À l’intérieur également le règne de saint Louis fut celui de la justice. Ce ne fut pas celui de la faiblesse : il eut la justice des justiciers et savait fort bien faire pendre, même des barons. Il y a aussi une sainteté de l’ordre et des lois. Louis IX continua l’œuvre des légistes, — il en avait pour amis, — en l’adoucissant de christianisme et d’humanité. « Bataille n’est pas voie de droit », disait-il pour refuser les « jugements de Dieu ». C’est comme juge royal, sous le chêne de Vincennes, que son souvenir est resté populaire. Il ne se contentait pas de prêcher d’exemple. Il organisait les tribunaux, la procédure. Il mettait le « Parlement » au-dessus des autres juridictions. C’est sous son règne que cette cour d’appel et de justice reçoit ses attributions principales. Et le Parlement jouera un grand rôle dans notre histoire. En unifiant le droit, il unira la nation. Il renforcera l’État en éliminant peu à peu les justices féodales, jusqu’au jour où le Parlement lui-même, devenu pouvoir politique, sera un danger pour la Monarchie.

Réformateur judiciaire, saint Louis fut aussi un réformateur de la société. Il pousse à la libération des serfs, il étend le droit de bourgeoisie. Surtout il organise les corporations. L’existence et les droits de l’ouvrier reçoivent protection dans un « ordre social chrétien », inscrit au célèbre Livre des Métiers.
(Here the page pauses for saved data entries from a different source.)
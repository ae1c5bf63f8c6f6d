//! Descriptions of request body types and their properties.

use serde::{Deserialize, Serialize};

use crate::method::HttpMethod;
use crate::param::{InputConstraints, InputType};
use crate::suggest::PossibleValues;

/// Value type of a parameter or property, used to choose an input type.
#[derive(Debug, Clone, Copy, PartialEq, Eq, Hash, Default, Serialize, Deserialize)]
#[serde(rename_all = "snake_case")]
pub enum ValueType {
    /// Free text.
    #[default]
    String,
    /// `true` / `false`.
    Boolean,
    /// Whole number.
    Integer,
    /// Decimal number.
    Decimal,
    /// Calendar date.
    Date,
    /// Date and time without zone.
    DateTime,
    /// Time of day.
    Time,
    /// E-mail address.
    Email,
    /// Absolute URL.
    Url,
    /// Nested object; see [`PropertyDescriptor::with_nested`].
    Object,
}

impl ValueType {
    /// Default HTML input type for values of this type.
    pub fn input_type(self) -> InputType {
        match self {
            Self::Boolean => InputType::Checkbox,
            Self::Integer | Self::Decimal => InputType::Number,
            Self::Date => InputType::Date,
            Self::DateTime => InputType::DatetimeLocal,
            Self::Time => InputType::Time,
            Self::Email => InputType::Email,
            Self::Url => InputType::Url,
            Self::String | Self::Object => InputType::Text,
        }
    }
}

/// How a body property may be written.
#[derive(Debug, Clone, Copy, PartialEq, Eq, Hash, Default, Serialize, Deserialize)]
#[serde(rename_all = "snake_case")]
pub enum PropertyAccess {
    /// Writable on create and update.
    #[default]
    ReadWrite,
    /// Only settable when the resource is created (POST).
    CreateOnly,
    /// Never accepted as input.
    ReadOnly,
}

/// One declared property of a [`BeanType`].
#[derive(Debug, Clone, PartialEq, Eq)]
pub struct PropertyDescriptor {
    pub(crate) name: String,
    pub(crate) value_type: ValueType,
    pub(crate) access: PropertyAccess,
    pub(crate) required: bool,
    pub(crate) read_only: bool,
    pub(crate) collection: bool,
    pub(crate) input_type: Option<InputType>,
    pub(crate) possible_values: PossibleValues,
    pub(crate) constraints: InputConstraints,
    pub(crate) nested: Option<BeanType>,
    pub(crate) description: Option<String>,
}

impl PropertyDescriptor {
    /// Declare a writable property.
    pub fn new(name: impl Into<String>, value_type: ValueType) -> Self {
        Self {
            name: name.into(),
            value_type,
            access: PropertyAccess::ReadWrite,
            required: false,
            read_only: false,
            collection: false,
            input_type: None,
            possible_values: PossibleValues::None,
            constraints: InputConstraints::default(),
            nested: None,
            description: None,
        }
    }

    /// Declare a nested object property whose own properties are flattened
    /// into dotted names.
    pub fn nested(name: impl Into<String>, bean: BeanType) -> Self {
        Self::new(name, ValueType::Object).with_nested(bean)
    }

    /// Set write access.
    #[must_use]
    pub fn with_access(mut self, access: PropertyAccess) -> Self {
        self.access = access;
        self
    }

    /// Mark as required.
    #[must_use]
    pub fn required(mut self) -> Self {
        self.required = true;
        self
    }

    /// Mark as read-only input: rendered, but not editable.
    #[must_use]
    pub fn read_only(mut self) -> Self {
        self.read_only = true;
        self
    }

    /// Mark as collection-valued.
    #[must_use]
    pub fn collection(mut self) -> Self {
        self.collection = true;
        self
    }

    /// Override the input type derived from the value type.
    #[must_use]
    pub fn with_input_type(mut self, input_type: InputType) -> Self {
        self.input_type = Some(input_type);
        self
    }

    /// Declare allowed values.
    #[must_use]
    pub fn with_possible_values(mut self, possible_values: PossibleValues) -> Self {
        self.possible_values = possible_values;
        self
    }

    /// Set constraints.
    #[must_use]
    pub fn with_constraints(mut self, constraints: InputConstraints) -> Self {
        self.constraints = constraints;
        self
    }

    /// Attach the nested type.
    #[must_use]
    pub fn with_nested(mut self, bean: BeanType) -> Self {
        self.nested = Some(bean);
        self
    }

    /// Set the description.
    #[must_use]
    pub fn with_description(mut self, description: impl Into<String>) -> Self {
        self.description = Some(description.into());
        self
    }

    /// Property name.
    pub fn name(&self) -> &str {
        &self.name
    }

    /// Write access.
    pub fn access(&self) -> PropertyAccess {
        self.access
    }

    /// Whether the property can be written by the given method.
    pub fn is_writable_by(&self, method: HttpMethod) -> bool {
        match self.access {
            PropertyAccess::ReadWrite => true,
            PropertyAccess::CreateOnly => method == HttpMethod::Post,
            PropertyAccess::ReadOnly => false,
        }
    }

    /// Effective input type.
    pub fn input_type(&self) -> InputType {
        self.input_type.unwrap_or_else(|| self.value_type.input_type())
    }
}

/// A request body type: a name and its properties in declaration order.
#[derive(Debug, Clone, PartialEq, Eq)]
pub struct BeanType {
    name: String,
    properties: Vec<PropertyDescriptor>,
}

impl BeanType {
    /// Create an empty type.
    pub fn new(name: impl Into<String>) -> Self {
        Self {
            name: name.into(),
            properties: Vec::new(),
        }
    }

    /// Add a property.
    #[must_use]
    pub fn property(mut self, property: PropertyDescriptor) -> Self {
        self.properties.push(property);
        self
    }

    /// Type name.
    pub fn name(&self) -> &str {
        &self.name
    }

    /// Properties in declaration order.
    pub fn properties(&self) -> &[PropertyDescriptor] {
        &self.properties
    }
}

#[cfg(test)]
mod tests {
    use super::*;

    #[test]
    fn test_input_type_follows_value_type() {
        assert_eq!(ValueType::Boolean.input_type(), InputType::Checkbox);
        assert_eq!(ValueType::Decimal.input_type(), InputType::Number);
        assert_eq!(ValueType::DateTime.input_type(), InputType::DatetimeLocal);

        let overridden =
            PropertyDescriptor::new("secret", ValueType::String).with_input_type(InputType::Password);
        assert_eq!(overridden.input_type(), InputType::Password);
    }

    #[test]
    fn test_create_only_is_writable_by_post() {
        let p = PropertyDescriptor::new("performer", ValueType::String)
            .with_access(PropertyAccess::CreateOnly);
        assert!(p.is_writable_by(HttpMethod::Post));
        assert!(!p.is_writable_by(HttpMethod::Put));

        let r = PropertyDescriptor::new("id", ValueType::Integer).with_access(PropertyAccess::ReadOnly);
        assert!(!r.is_writable_by(HttpMethod::Post));
    }
}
Si la figure de saint Louis est devenue si vite idéale, si elle est restée légendaire, ce n’est pas seulement parce que ce roi était bon, juste et charitable. C’est parce que, sous son règne, par « la bonne droiture », comme disait Joinville, la France était devenue plus prospère, la vie plus douce, plus sûre, plus humaine. Il léguera à la Monarchie capétienne et à la France une renommée qui ne s’effacera plus.

Ce pieux roi, il ne faudrait pas le prendre pour un roi clérical. Pas plus que celle de Philippe Auguste, sa monarchie n’est une théocratie. Le roi n’est pas l’esclave du clergé, dont la noblesse n’est pas davantage l’associée. C’eût été trop simple !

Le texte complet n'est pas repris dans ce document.